### Work to be completed
Reproduce word for word, from the entries below, the line with "lexically greater actor.", the line with "pub fn delete(&mut", and every line between them, and nothing more.

Source data Block Start

//! Last-writer-wins map.
//!
//! For each key the change with the greatest `(seq, actor)` decides the
//! outcome; a winning DEL removes the key. With a Lamport `seq` a write made
//! after observing another always beats it, and concurrent writes at equal
//! `seq` go to the lexically greater actor.

use std::collections::BTreeMap;

use serde::{Deserialize, Serialize};
use serde_json::Value;

use super::{ChangeEntry, ChangeLog, Crdt, CrdtKind};
use crate::error::CrdtError;
use crate::types::ActorId;

/// A map operation. Logged as-is.
#[derive(Debug, Clone, PartialEq, Serialize, Deserialize)]
#[serde(tag = "op", rename_all = "UPPERCASE")]
pub enum MapOp {
    Set { key: String, value: Value },
    Del { key: String },
}

impl MapOp {
    fn key(&self) -> &str {
        match self {
            MapOp::Set { key, .. } | MapOp::Del { key } => key,
        }
    }
}

#[derive(Debug, Clone)]
pub struct Map {
    log: ChangeLog<MapOp>,
}

impl Map {
    pub fn new(actor: ActorId) -> Self {
        Self {
            log: ChangeLog::new(actor),
        }
    }

    pub fn set(
        &mut self,
        key: impl Into<String>,
        value: Value,
    ) -> Result<ChangeEntry<MapOp>, CrdtError> {
        self.apply(MapOp::Set {
            key: key.into(),
            value,
        })
    }

    pub fn delete(&mut self, key: impl Into<String>) -> Result<ChangeEntry<MapOp>, CrdtError> {
        self.apply(MapOp::Del { key: key.into() })
    }

    /// Current value for `key`, if any.
    pub fn get(&self, key: &str) -> Option<Value> {
        let winner = self
            .log
            .iter()
            .filter(|(_, _, op)| op.key() == key)
            .max_by(|a, b| (a.1, a.0).cmp(&(b.1, b.0)))?;
        match winner.2 {
            MapOp::Set { value, .. } => Some(value.clone()),
            MapOp::Del { .. } => None,
        }
    }
}

impl Crdt for Map {
    type Op = MapOp;
    type Change = MapOp;
    type Value = BTreeMap<String, Value>;

    const KIND: CrdtKind = CrdtKind::Map;

    fn actor(&self) -> &ActorId {
        self.log.actor()
    }

    fn apply(&mut self, op: MapOp) -> Result<ChangeEntry<MapOp>, CrdtError> {
        if op.key().is_empty() {
            return Err(CrdtError::InvalidOperand("empty map key".into()));
        }
        self.log.record(op)
    }

    fn changes(&self) -> Vec<ChangeEntry<MapOp>> {
        self.log.entries()
    }

    fn merge_changes<I>(&mut self, entries: I) -> usize
    where
        I: IntoIterator<Item = ChangeEntry<MapOp>>,
    {
        self.log.merge(entries)
    }

    fn value(&self) -> BTreeMap<String, Value> {
        let mut winners: BTreeMap<&str, ((u64, &ActorId), &MapOp)> = BTreeMap::new();
        for (actor, seq, op) in self.log.iter() {
            let stamp = (seq, actor);
            winners
                .entry(op.key())
                .and_modify(|current| {
                    if stamp > current.0 {
                        *current = (stamp, op);
                    }
                })
                .or_insert((stamp, op));
        }

        winners
            .into_iter()
            .filter_map(|(key, (_, op))| match op {
                MapOp::Set { value, .. } => Some((key.to_string(), value.clone())),
                MapOp::Del { .. } => None,
            })
            .collect()
    }
}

Source data Block End

### Solution for this problem
//! `seq` go to the lexically greater actor.

use std::collections::BTreeMap;

use serde::{Deserialize, Serialize};
use serde_json::Value;

use super::{ChangeEntry, ChangeLog, Crdt, CrdtKind};
use crate::error::CrdtError;
use crate::types::ActorId;

/// A map operation. Logged as-is.
#[derive(Debug, Clone, PartialEq, Serialize, Deserialize)]
#[serde(tag = "op", rename_all = "UPPERCASE")]
pub enum MapOp {
    Set { key: String, value: Value },
    Del { key: String },
}

impl MapOp {
    fn key(&self) -> &str {
        match self {
            MapOp::Set { key, .. } | MapOp::Del { key } => key,
        }
    }
}

#[derive(Debug, Clone)]
pub struct Map {
    log: ChangeLog<MapOp>,
}

impl Map {
    pub fn new(actor: ActorId) -> Self {
        Self {
            log: ChangeLog::new(actor),
        }
    }

    pub fn set(
        &mut self,
        key: impl Into<String>,
        value: Value,
    ) -> Result<ChangeEntry<MapOp>, CrdtError> {
        self.apply(MapOp::Set {
            key: key.into(),
            value,
        })
    }

    pub fn delete(&mut self, key: impl Into<String>) -> Result<ChangeEntry<MapOp>, CrdtError> {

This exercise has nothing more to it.